Top of Supplied material

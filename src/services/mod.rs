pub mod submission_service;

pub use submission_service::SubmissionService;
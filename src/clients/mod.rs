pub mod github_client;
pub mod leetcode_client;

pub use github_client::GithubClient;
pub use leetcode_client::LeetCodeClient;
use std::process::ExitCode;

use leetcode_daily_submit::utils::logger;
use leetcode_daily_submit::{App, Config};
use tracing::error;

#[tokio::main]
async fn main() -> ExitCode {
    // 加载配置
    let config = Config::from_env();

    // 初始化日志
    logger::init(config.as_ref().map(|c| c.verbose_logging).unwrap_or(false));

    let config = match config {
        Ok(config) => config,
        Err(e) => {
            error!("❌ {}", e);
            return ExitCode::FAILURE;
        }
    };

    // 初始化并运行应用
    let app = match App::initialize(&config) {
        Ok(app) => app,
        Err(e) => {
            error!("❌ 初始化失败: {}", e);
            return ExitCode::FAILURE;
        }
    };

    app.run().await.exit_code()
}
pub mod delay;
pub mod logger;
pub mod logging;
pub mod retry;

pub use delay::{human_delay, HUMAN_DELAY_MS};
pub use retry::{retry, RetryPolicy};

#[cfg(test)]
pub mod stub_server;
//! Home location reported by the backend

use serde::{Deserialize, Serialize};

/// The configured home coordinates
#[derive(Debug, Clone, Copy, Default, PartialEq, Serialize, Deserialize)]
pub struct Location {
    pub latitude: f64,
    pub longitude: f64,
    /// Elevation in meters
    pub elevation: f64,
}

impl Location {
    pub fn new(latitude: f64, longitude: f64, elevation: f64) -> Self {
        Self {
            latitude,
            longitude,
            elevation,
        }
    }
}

Bottom of Supplied material

From the line containing "pub mod delay;" down to the line containing "pub struct Location" in the material above, reproduce every line exactly, including the two end lines.

pub mod delay;
pub mod logger;
pub mod logging;
pub mod retry;

pub use delay::{human_delay, HUMAN_DELAY_MS};
pub use retry::{retry, RetryPolicy};

#[cfg(test)]
pub mod stub_server;
//! Home location reported by the backend

use serde::{Deserialize, Serialize};

/// The configured home coordinates
#[derive(Debug, Clone, Copy, Default, PartialEq, Serialize, Deserialize)]
pub struct Location {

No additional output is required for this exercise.